Yam Drop Biscuits (Gluten Free)
One caveat is that this recipe was made at high altitude (5280') so some adjustments need to be made for lower altitude. For lower altitude you may want to lower the oven 25 degrees, increase the baking powder and/or decrease the liquid.
Preheat oven to 400 degrees. Grease a large cookie sheet.
2 cups of steamed, peeled, mashed yams 2 large eggs 1/4 cup milk (cow, or GF almond, soy, or rice, etc.) 1 Tbsp. oil or softened butter Put all these in a blender and blend until smooth. Pour or scrape into a large mixing bowl.
Mix in a small bowl:
3/4 cup gluten free flour (I used 1/4 c. brown rice flour, 1/4 c. sorghum, 1/4 c. Bob's Red Mill Baking Mix) 1 tsp. baking powder 1 tsp. cinnamon, 1 or more packets of stevia 1/4 tsp. sea salt Add this dry mix to the wet ingredients and mix well. It will seem like the mixture is mainly mashed yams and nothing else.

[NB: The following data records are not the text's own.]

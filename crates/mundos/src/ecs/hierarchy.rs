//! # Hierarchy: Parent/Child Relationships
//!
//! Every entity has exactly one hierarchy node: a parent, an ordered list of
//! children and a display name. Nodes live beside the archetype storage so
//! moving an entity between archetypes never touches the tree.
//!
//! There is exactly one root. It is its own parent, has no transform of its
//! own, and can be neither destroyed nor reparented. Every other node hangs
//! off it, directly or through other nodes, with no cycles.
//!
//! ```text
//! Root
//! ├── Ground
//! │   └── Wall
//! └── Camera
//! ```

use std::collections::{HashMap, HashSet};
use std::fmt::Write as _;

use super::entity::Entity;
use crate::error::WorldError;

/// Where a node sits in the tree.
#[derive(Debug, Clone, Copy, PartialEq, Eq)]
pub enum NodeState {
    Root,
    Attached(Entity),
}

#[derive(Debug, Clone)]
struct Node {
    parent: Entity,
    children: Vec<Entity>,
    name: String,
}

/// The scene tree, keyed by entity.
#[derive(Debug, Clone)]
pub struct Hierarchy {
    root: Entity,
    nodes: HashMap<Entity, Node>,
}

impl Hierarchy {
    pub(crate) fn new(root: Entity, name: &str) -> Self {
        let mut nodes = HashMap::new();
        nodes.insert(
            root,
            Node {
                parent: root,
                children: Vec::new(),
                name: name.to_string(),
            },
        );
        Self { root, nodes }
    }

    pub fn root(&self) -> Entity {
        self.root
    }

    /// Number of nodes, root included.
    pub fn len(&self) -> usize {
        self.nodes.len()
    }

    pub fn is_empty(&self) -> bool {
        self.nodes.is_empty()
    }

    pub fn contains(&self, entity: Entity) -> bool {
        self.nodes.contains_key(&entity)
    }

    fn node(&self, entity: Entity) -> Result<&Node, WorldError> {
        self.nodes.get(&entity).ok_or(WorldError::NoHierarchyNode(entity))
    }

    fn node_mut(&mut self, entity: Entity) -> Result<&mut Node, WorldError> {
        self.nodes
            .get_mut(&entity)
            .ok_or(WorldError::NoHierarchyNode(entity))
    }

    /// Register `entity` as the last child of `parent`.
    pub(crate) fn attach(&mut self, entity: Entity, parent: Entity, name: &str) -> Result<(), WorldError> {
        self.node_mut(parent)?.children.push(entity);
        self.nodes.insert(
            entity,
            Node {
                parent,
                children: Vec::new(),
                name: name.to_string(),
            },
        );
        Ok(())
    }

    /// The root's parent is the root itself.
    pub fn parent(&self, entity: Entity) -> Result<Entity, WorldError> {
        Ok(self.node(entity)?.parent)
    }

    pub fn state(&self, entity: Entity) -> Result<NodeState, WorldError> {
        let node = self.node(entity)?;
        Ok(if entity == self.root {
            NodeState::Root
        } else {
            NodeState::Attached(node.parent)
        })
    }

    /// Children in insertion order.
    pub fn children(&self, entity: Entity) -> Result<&[Entity], WorldError> {
        Ok(&self.node(entity)?.children)
    }

    pub fn name(&self, entity: Entity) -> Result<&str, WorldError> {
        Ok(&self.node(entity)?.name)
    }

    pub(crate) fn rename(&mut self, entity: Entity, name: &str) -> Result<(), WorldError> {
        self.node_mut(entity)?.name = name.to_string();
        Ok(())
    }

    /// Parent chain from `entity` (exclusive) up to the root (inclusive).
    ///
    /// The walk is bounded by the node count, so a corrupted chain fails with
    /// `HierarchyCycle` instead of spinning.
    pub fn ancestors(&self, entity: Entity) -> Result<Vec<Entity>, WorldError> {
        let mut chain = Vec::new();
        let mut current = entity;
        self.node(entity)?;
        while current != self.root {
            if chain.len() >= self.nodes.len() {
                return Err(WorldError::HierarchyCycle(entity));
            }
            let parent = self.node(current)?.parent;
            if !self.nodes.contains_key(&parent) {
                return Err(WorldError::Orphan {
                    entity: current,
                    parent,
                });
            }
            chain.push(parent);
            current = parent;
        }
        Ok(chain)
    }

    /// Distance from the root. The root is at depth 0.
    pub fn depth(&self, entity: Entity) -> Result<usize, WorldError> {
        Ok(self.ancestors(entity)?.len())
    }

    /// Whether `ancestor` appears on `entity`'s parent chain.
    pub fn is_ancestor(&self, ancestor: Entity, entity: Entity) -> Result<bool, WorldError> {
        Ok(self.ancestors(entity)?.contains(&ancestor))
    }

    /// Move `entity` to the end of `new_parent`'s children.
    pub(crate) fn reparent(&mut self, entity: Entity, new_parent: Entity) -> Result<(), WorldError> {
        if entity == self.root {
            return Err(WorldError::RootProtected);
        }
        self.node(new_parent)?;
        if entity == new_parent || self.is_ancestor(entity, new_parent)? {
            return Err(WorldError::HierarchyCycle(entity));
        }
        let old_parent = self.node(entity)?.parent;
        self.node_mut(old_parent)?.children.retain(|&c| c != entity);
        self.node_mut(new_parent)?.children.push(entity);
        self.node_mut(entity)?.parent = new_parent;
        Ok(())
    }

    /// `entity` followed by its whole subtree, parents before children,
    /// siblings in insertion order.
    pub fn descendants_pre_order(&self, entity: Entity) -> Result<Vec<Entity>, WorldError> {
        self.node(entity)?;
        let mut out = Vec::new();
        let mut stack = vec![entity];
        while let Some(current) = stack.pop() {
            if out.len() > self.nodes.len() {
                return Err(WorldError::HierarchyCycle(entity));
            }
            out.push(current);
            let node = self.node(current)?;
            stack.extend(node.children.iter().rev());
        }
        Ok(out)
    }

    /// Every node, pre-order from the root.
    pub fn pre_order(&self) -> Result<Vec<Entity>, WorldError> {
        self.descendants_pre_order(self.root)
    }

    /// Drop `entity` and its subtree from the tree. Returns the removed
    /// entities in pre-order.
    pub(crate) fn remove_subtree(&mut self, entity: Entity) -> Result<Vec<Entity>, WorldError> {
        if entity == self.root {
            return Err(WorldError::RootProtected);
        }
        let removed = self.descendants_pre_order(entity)?;
        let parent = self.node(entity)?.parent;
        if let Some(node) = self.nodes.get_mut(&parent) {
            node.children.retain(|&c| c != entity);
        }
        for e in &removed {
            self.nodes.remove(e);
        }
        Ok(removed)
    }

    /// Full integrity check: root is its own parent, parent and child links
    /// agree, and every node is reachable from the root exactly once.
    pub fn validate(&self) -> Result<(), WorldError> {
        let root = self.node(self.root)?;
        if root.parent != self.root {
            return Err(WorldError::Orphan {
                entity: self.root,
                parent: root.parent,
            });
        }

        let mut seen = HashSet::with_capacity(self.nodes.len());
        let mut stack = vec![self.root];
        while let Some(current) = stack.pop() {
            if !seen.insert(current) {
                return Err(WorldError::HierarchyCycle(current));
            }
            for &child in &self.node(current)?.children {
                let node = self.node(child)?;
                if node.parent != current || child == self.root {
                    return Err(WorldError::Orphan {
                        entity: child,
                        parent: node.parent,
                    });
                }
                stack.push(child);
            }
        }

        // Anything not reached from the root is either orphaned or sits on
        // a detached loop.
        if let Some((&entity, node)) = self.nodes.iter().find(|(e, _)| !seen.contains(*e)) {
            return Err(if self.nodes.contains_key(&node.parent) {
                WorldError::HierarchyCycle(entity)
            } else {
                WorldError::Orphan {
                    entity,
                    parent: node.parent,
                }
            });
        }
        Ok(())
    }

    /// Indented pre-order dump, one line per node.
    pub fn format_tree(&self) -> Result<String, WorldError> {
        let mut out = String::new();
        let mut stack = vec![(self.root, 0usize)];
        while let Some((entity, depth)) = stack.pop() {
            let node = self.node(entity)?;
            let _ = writeln!(out, "{:indent$}{} ({})", "", node.name, entity, indent = depth * 2);
            if depth > self.nodes.len() {
                return Err(WorldError::HierarchyCycle(entity));
            }
            stack.extend(node.children.iter().rev().map(|&c| (c, depth + 1)));
        }
        Ok(out)
    }

    #[cfg(test)]
    pub(crate) fn force_parent(&mut self, entity: Entity, parent: Entity) {
        if let Some(node) = self.nodes.get_mut(&entity) {
            node.parent = parent;
        }
    }
}

#[cfg(test)]
mod tests {
    use super::*;

    fn e(index: u32) -> Entity {
        Entity {
            index,
            generation: 0,
        }
    }

    /// Root(0) -> A(1) -> B(2), Root -> C(3)
    fn sample() -> Hierarchy {
        let mut h = Hierarchy::new(e(0), "Root");
        h.attach(e(1), e(0), "A").unwrap();
        h.attach(e(2), e(1), "B").unwrap();
        h.attach(e(3), e(0), "C").unwrap();
        h
    }

    #[test]
    fn root_is_its_own_parent() {
        let h = sample();
        assert_eq!(h.parent(e(0)).unwrap(), e(0));
        assert_eq!(h.state(e(0)).unwrap(), NodeState::Root);
        assert_eq!(h.state(e(2)).unwrap(), NodeState::Attached(e(1)));
        h.validate().unwrap();
    }

    #[test]
    fn children_keep_insertion_order() {
        let h = sample();
        assert_eq!(h.children(e(0)).unwrap(), &[e(1), e(3)]);
        assert_eq!(h.depth(e(2)).unwrap(), 2);
        assert_eq!(h.depth(e(0)).unwrap(), 0);
    }

    #[test]
    fn pre_order_visits_parents_first() {
        let h = sample();
        assert_eq!(h.pre_order().unwrap(), vec![e(0), e(1), e(2), e(3)]);
        assert_eq!(h.descendants_pre_order(e(1)).unwrap(), vec![e(1), e(2)]);
    }

    #[test]
    fn reparent_moves_to_end() {
        let mut h = sample();
        h.reparent(e(1), e(3)).unwrap();
        assert_eq!(h.children(e(0)).unwrap(), &[e(3)]);
        assert_eq!(h.children(e(3)).unwrap(), &[e(1)]);
        assert_eq!(h.depth(e(2)).unwrap(), 3);
        h.validate().unwrap();
    }

    #[test]
    fn reparent_rejects_cycles() {
        let mut h = sample();
        assert_eq!(h.reparent(e(1), e(2)), Err(WorldError::HierarchyCycle(e(1))));
        assert_eq!(h.reparent(e(1), e(1)), Err(WorldError::HierarchyCycle(e(1))));
        assert_eq!(h.reparent(e(0), e(1)), Err(WorldError::RootProtected));
        h.validate().unwrap();
    }

    #[test]
    fn remove_subtree_detaches_from_parent() {
        let mut h = sample();
        let removed = h.remove_subtree(e(1)).unwrap();
        assert_eq!(removed, vec![e(1), e(2)]);
        assert_eq!(h.children(e(0)).unwrap(), &[e(3)]);
        assert!(!h.contains(e(2)));
        assert_eq!(h.len(), 2);
        h.validate().unwrap();
    }

    #[test]
    fn corrupted_chain_is_reported() {
        let mut h = sample();
        h.force_parent(e(1), e(2));
        assert_eq!(h.depth(e(2)), Err(WorldError::HierarchyCycle(e(2))));
        assert!(h.validate().is_err());

        let mut h = sample();
        h.force_parent(e(3), e(9));
        assert_eq!(
            h.ancestors(e(3)),
            Err(WorldError::Orphan {
                entity: e(3),
                parent: e(9)
            })
        );
    }

    #[test]
    fn tree_dump_is_indented() {
        let h = sample();
        let dump = h.format_tree().unwrap();
        assert_eq!(dump, "Root (0v0)\n  A (1v0)\n    B (2v0)\n  C (3v0)\n");
    }
}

Place dollops of this mixture on to the cookie sheet. Bake 10 to 20 minutes...or to the desired brownness/doneness. They will be soft and spongy...not flakey biscuits.
Let cool and enjoy!
You can vary the flour combinations...amaranth, tapioca, quinoa. (I personally don't like millet or quinoa flour.) You can also add other GF spices or flavorings...allspice, nutmeg, almond or lemon extract, or 1/4 tsp. grated orange peel.